Our detour took us past such sights on the DC tourist map as the Kennedy Center for Something or Other, and the Watergate Hotel famous for bringing the "gate" suffix into the English language. Now anything can become a scandal just by adding the word "gate" to the end of it. Like the scandal about the state of modern software practices, Billgate.
We were in DC to canoe. Yes, canoe. There is a boat club on the river in the heart, or at least kidneys, of Washington where our hosts keep a canoe. It's also a hang-out for a thousand spoilt school kids. We rowed around one of the islands giving ourselves a good, healthy workout. Then we hit the town.
We walked past the bars where the yachtists hang out. Here large slabs of ice had been placed on pedestals for reasons unknown. It was maybe artistic, but they were just somewhat rough slabs. It may have been to counteract global warming, but it seemed too little, too late. It may have just been decided by someone that it would look cool (pun possible intended).
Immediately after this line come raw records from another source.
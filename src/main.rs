//! Exporter binary entry point.
//!
//! Core functionality lives in the `dump1090_exporter` library crate;
//! this binary wires configuration, the upstream source, and the HTTP
//! listener together.

use std::net::SocketAddr;
use std::sync::Arc;

use clap::Parser;
use dump1090_exporter::{
    collector::Exporter,
    config::{ConfigError, ExporterConfig},
    feed::{DataSource, FileSource, HttpSource},
    server::{create_router, AppState},
};
use tracing_subscriber::{layer::SubscriberExt, util::SubscriberInitExt};

/// Prometheus exporter for dump1090 ADS-B feeds.
#[derive(Parser, Debug)]
#[command(name = "dump1090-exporter", version, about, long_about = None)]
struct Cli {
    /// Path to configuration file
    #[arg(short, long, env = "DUMP1090_EXPORTER_CONFIG")]
    config: Option<String>,

    /// Server bind address (overrides config file)
    #[arg(long, env = "DUMP1090_EXPORTER_BIND")]
    web_bind: Option<String>,

    /// Server port (overrides config file)
    #[arg(long, env = "DUMP1090_EXPORTER_PORT")]
    web_port: Option<u16>,

    /// Path under which to expose metrics (overrides config file)
    #[arg(long, env = "DUMP1090_EXPORTER_TELEMETRY_PATH")]
    telemetry_path: Option<String>,

    /// Base URL of the dump1090 instance, e.g. http://localhost/dump1090/data
    #[arg(long, env = "DUMP1090_URL")]
    dump1090_url: Option<String>,

    /// Path template for dump1090 JSON files, e.g. /run/dump1090/{}
    #[arg(long, env = "DUMP1090_FILES")]
    dump1090_files: Option<String>,

    /// Comma-separated compass point labels, one per sector
    #[arg(long, env = "DUMP1090_COMPASS_POINTS")]
    compass_points: Option<String>,
}

#[tokio::main]
async fn main() -> Result<(), Box<dyn std::error::Error>> {
    tracing_subscriber::registry()
        .with(
            tracing_subscriber::EnvFilter::try_from_default_env()
                .unwrap_or_else(|_| "info,dump1090_exporter=debug".into()),
        )
        .with(tracing_subscriber::fmt::layer())
        .init();

    let cli = Cli::parse();

    let mut config = match &cli.config {
        Some(path) => {
            tracing::info!("Loading configuration from: {}", path);
            ExporterConfig::load(path)?
        }
        None => ExporterConfig::default(),
    };

    // Apply CLI/env overrides (CLI > ENV > config file)
    if let Some(bind) = cli.web_bind {
        config.server.bind = bind;
    }
    if let Some(port) = cli.web_port {
        config.server.port = port;
    }
    if let Some(path) = cli.telemetry_path {
        config.server.telemetry_path = path;
    }
    if let Some(url) = cli.dump1090_url {
        config.source.url = Some(url);
    }
    if let Some(files) = cli.dump1090_files {
        config.source.files = Some(files);
    }
    if let Some(points) = cli.compass_points {
        let points: Vec<String> = points.split(',').map(|p| p.trim().to_string()).collect();
        config.compass.sectors = points.len();
        config.compass.points = points;
    }

    config.validate()?;

    tracing::info!("Starting dump1090-exporter");
    tracing::info!(compass_points = ?config.compass.points, "Compass sectors");

    let source = build_source(&config)?;
    let exporter = Arc::new(Exporter::new(source, config.compass.points.clone()));

    let app = create_router(AppState {
        exporter,
        telemetry_path: config.server.telemetry_path.clone(),
    });

    let addr: SocketAddr = format!("{}:{}", config.server.bind, config.server.port).parse()?;
    let listener = tokio::net::TcpListener::bind(addr).await?;

    tracing::info!(
        "Metrics exposed on: http://{}{}",
        addr,
        config.server.telemetry_path
    );
    tracing::info!("Press Ctrl+C to shutdown");

    axum::serve(listener, app)
        .with_graceful_shutdown(shutdown_signal())
        .await?;

    tracing::info!("Shutdown complete");
    Ok(())
}

/// Build the upstream data source selected by configuration.
fn build_source(config: &ExporterConfig) -> Result<Arc<dyn DataSource>, Box<dyn std::error::Error>> {
    match (&config.source.url, &config.source.files) {
        (Some(url), None) => {
            tracing::info!("Fetching from dump1090 at: {}", url);
            Ok(Arc::new(HttpSource::new(url, config.source.timeout)?))
        }
        (None, Some(template)) => {
            tracing::info!("Reading dump1090 JSON files from: {}", template);
            Ok(Arc::new(FileSource::new(template)))
        }
        _ => Err(Box::new(ConfigError::Validation(
            "exactly one of source.url and source.files must be set".to_string(),
        ))),
    }
}

/// Setup graceful shutdown signal handler.
async fn shutdown_signal() {
    let ctrl_c = async {
        tokio::signal::ctrl_c()
            .await
            .expect("failed to install Ctrl+C handler");
    };

    #[cfg(unix)]
    let terminate = async {
        tokio::signal::unix::signal(tokio::signal::unix::SignalKind::terminate())
            .expect("failed to install signal handler")
            .recv()
            .await;
    };

    #[cfg(not(unix))]
    let terminate = std::future::pending::<()>();

    tokio::select! {
        _ = ctrl_c => {
            tracing::info!("Received Ctrl+C, shutting down");
        }
        _ = terminate => {
            tracing::info!("Received SIGTERM, shutting down");
        }
    }
}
We strode up past pricey shops, walked right into a medium-sized Italian restaurant on the corner, sat down and ate.
The food was highly worthy, as I recall, and we returned towards our car quite nourished. The shops were all shut or shutting except for the bookshop, which had hours left to go. We wandered through the yuppie bar terrace on the quayside. The place was now heaving with the well-dressed and well-off, many of whom had arrived on expensive yachts which were parked along the waterside. It was very much a place to be seen. We slipped through effortlessly. Not really dressed up well enough to be obvious. The yachts varied in shape, but pretty much all of them were shining. I think people had spent their whole week at home polishing their yacht for this evening. None of them looked as if they had ever been sailed in anger.
{Lesson time: The word "yacht" (pronounced yot) comes from the Dutch word "jacht" (formerly "jaght", pronounced yagkgt where gkg sounds like clearing your throat or the ch in "loch"). It basically means hunt or in this context fast pirate-ship. So these people with their elegant suits and designer partners were basically fast pirates.}
We drove back past one of the must-see sights in DC – the steps from the film The Exorcist. You know, the ones where he falls down and down and down. Superb.
Monday, June 11, 2007
20/4/07 Harpers Ferry, West Virginia – Rock over Troubled Water
We were awoken early by a bird that for some reason had evolved to make a sound exactly like a digital alarm clock. It was definitely a bird because its tone was natural despite its resemblance to an electronic noise, plus it was ever so slightly irregular in a way machines never are without serious programming. Why would a bird evolve in this way? Surely Natural Selection would have meant that not only would have warned the worm of its approach and therefore got no food, but also later-starting animals, awoken early, would have set upon it making it extinct by now.
Perhaps it did not evolve, but was thrown out of the nest at an early age (probably because it made an irritating noise from the word go) and believed there after that its mother was in fact the Robinson's alarm clock. Every morning it would hear her call and would do its best to imitate that call. The Robinsons have since retired and now no longer need the alarm clock, but still every morning, the little bird calls out exactly at 6:30 hoping once again to hear the voice of its mother. This is all speculation.
Some time later, we feasted on another wonderful gourmet breakfast and met the other tenants of The Anglers Inn.
For our now daily dose of outdoor investigation, we wondered past the original Storer College and joined up with the Appalachian Trail where we left off yesterday. It took us pass Jefferson Rock, a large rock on which Thomas Jefferson once stood and apparently uttered some profound words about the town and view. Nowadays mere mortals cannot climb onto the rock and fences stop them nearing the edges of the bits below the rock. The rock is also perennially surrounded by school children who don't tend to say anything that could be described as profound. Their teacher asked for words to describe the rock, "big" was about the best.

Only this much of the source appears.